SERM Principal Scientist

Employer
GSK
Location
Rockville, Maryland
Salary
Competitive
Closing date
Dec 8, 2022

View more

Sector
Science, Pharmaceutical
Organization Type
Corporate
Jobseeker Type
Professional
Are you looking for a high-profile safety role that ensures the accuracy of critical safety data across multiple geographies? If so, this SERM (Safety Evaluation and Risk Management) Principal Scientist role could be an ideal opportunity to explore.

Job Purpose

As a SERM Principal Scientist, you will work closely with the SERM physician to actively manage and evaluate risks associated with assigned vaccine projects, and make recommendations for the management and communication of risks in accordance with global legal and regulatory frameworks.
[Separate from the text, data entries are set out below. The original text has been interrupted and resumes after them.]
//! Fixed-size character bar charts.

use thiserror::Error;

/// Glyph used for filled bar cells.
pub const BLOCK: char = '█';

/// Inputs a bar chart cannot be drawn from.
#[derive(Debug, Clone, PartialEq, Eq, Error)]
pub enum ChartError {
    #[error("no values to chart")]
    NoValues,
    #[error("{labels} labels for {values} values")]
    LabelCountMismatch { values: usize, labels: usize },
    #[error("{bars} bars do not fit in {width} columns")]
    TooNarrow { width: usize, bars: usize },
}

/// Renders one column per value into a framed `width` x `height` grid.
///
/// Values are normalized against `bounds` (a zero-width range counts as 1) and
/// drawn as whole rows, rounding down. A label strip sits under the bars. The
/// returned rows run top to bottom and are `width + 2` characters wide.
#[allow(
    clippy::cast_precision_loss,
    clippy::cast_possible_truncation,
    clippy::cast_sign_loss
)]
pub fn render_bargraph(
    values: &[f64],
    labels: &[String],
    bounds: (f64, f64),
    width: usize,
    height: usize,
) -> Result<Vec<String>, ChartError> {
    if values.is_empty() {
        return Err(ChartError::NoValues);
    }
    if labels.len() != values.len() {
        return Err(ChartError::LabelCountMismatch {
            values: values.len(),
            labels: labels.len(),
        });
    }
    let bar_width = width / values.len();
    if bar_width == 0 {
        return Err(ChartError::TooNarrow {
            width,
            bars: values.len(),
        });
    }

    let (min, max) = bounds;
    let span = (max - min).max(1.0);
    let fill_width = bar_width.saturating_sub(1).max(1);

    // Bottom row first.
    let mut grid = vec![vec![' '; width]; height];
    for (bar, value) in values.iter().enumerate() {
        let scaled = ((value - min) / span * height as f64).floor();
        let bar_height = if scaled.is_finite() && scaled > 0.0 {
            (scaled as usize).min(height)
        } else {
            0
        };
        let left = bar * bar_width;
        for row in grid.iter_mut().take(bar_height) {
            for cell in &mut row[left..left + fill_width] {
                *cell = BLOCK;
            }
        }
    }

    let mut label_line: String = labels
        .iter()
        .map(|label| {
            let label: String = label.chars().take(bar_width).collect();
            format!("{label:<bar_width$}")
        })
        .collect();
    let used = label_line.chars().count();
    label_line.push_str(&" ".repeat(width.saturating_sub(used)));

    let rule = "-".repeat(width);
    let mut canvas = Vec::with_capacity(height + 4);
    canvas.push(format!("+{rule}+"));
    canvas.push(format!("|{label_line}|"));
    canvas.push(format!("|{rule}|"));
    for row in &grid {
        canvas.push(format!("|{}|", row.iter().collect::<String>()));
    }
    canvas.push(format!("+{rule}+"));

    canvas.reverse();
    Ok(canvas)
}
Details ( Your Responsibilities ):

This role will provide YOU the opportunity to lead key activities to progress YOUR career, these responsibilities include some of the following:
  • Coordinate and perform initial analyses of adverse event reports and/or signal detection activities for assigned vaccine projects in clinical development and post-licensure.
  • Be the safety contact person for Clinical, Regulatory Affairs, regional and LOC (local operating company) safety managers, manufacturing teams for assigned vaccine projects.
  • Provide input to Clinical Teams with respect to safety aspects of the design and preparation of protocols, investigators brochures, investigator letters and reports, and lead the safety analyses of the assigned projects.
  • Contribute to the creation, maintenance and implementation of (D)CSI (Development, Core Safety Information) for the assigned projects.
  • Contribute to the Benefit-Risk Assessment and risk identification, assessment and mitigation activities for assigned vaccine projects.
  • Perform database searches to obtain information from the Safety Database.
  • Assist in the review of aggregated adverse event reports for signal detection, evaluation and management purposes for assigned vaccine projects.
  • Assist in drafting relevant clinical safety reports (including labeling documents, ad hoc reports and position papers) in collaboration with the safety physician.
  • Assist in the review of protocols, study reports, IDMC charters, and operational activities associated with appropriate data provision and presentation of material.
  • Contribute to the design, tracking and follow up of risk management plans for the products assigned and assure their sound implementation.
  • Summarize safety data effectively for use in regulatory or clinical trial documents (e.g., ad-hoc queries, PBRERs, PSURs and DSURs).
  • Assist in answering and follow-up of inquiries from regulatory authorities and other bodies (e.g., Ethics Committees) regarding safety-related aspects.
  • Contribute to or even lead the cross-functional Safety Review Team for assigned vaccine project(s).
  • Assist in the implementation and follow-up of safety data exchange agreements for products assigned.
  • Contribute to process improvement and documentation/discussions on procedures; provide support for training to stakeholders.


Why you?

Basic Qualifications:

We are looking for professionals with these required skills to achieve our goals:
  • Bachelors degree (or international degree equivalent) or higher in a biomedical or health care-related specialty.
  • 2-3 years clinical safety experience or equivalent experience (e.g., clinical development in a pharmaceutical company, contract research organization, regulatory authority, academic research center).


Preferred Qualifications:

If you have the following characteristics, it would be a plus:
  • Basic understanding of safety evaluation methodology and awareness of pharmacovigilance regulations and methodologies.
  • Understanding of medical terminology.
  • High degree of accuracy with attention to detail.
  • Detail oriented; methodical and analytical approach.
  • Good communication skills, team spirit, flexibility.
  • Ability to manage crisis, monitor safety issues and work under pressure with a customer and solution oriented approach.
  • Able to prioritize activities effectively and to meet multiple deadlines successfully with attention to detail, setting high performance standards for quality
  • Demonstrated initiative and creativity in performing task and responsibilities. Proactively contributes ideas to improve existing operations
  • Good English writing skills.
  • Computer literate, familiar with using scientific and clinical databases.


Why GSK?

GSK is a global biopharma company with a special purpose - to unite science, technology and talent to get ahead of disease together - so we can positively impact the health of billions of people and deliver stronger, more sustainable shareholder returns - as an organisation where people can thrive. Getting ahead means preventing disease as well as treating it, and we aim to impact the health of 2.5 billion people around the world in the next 10 years.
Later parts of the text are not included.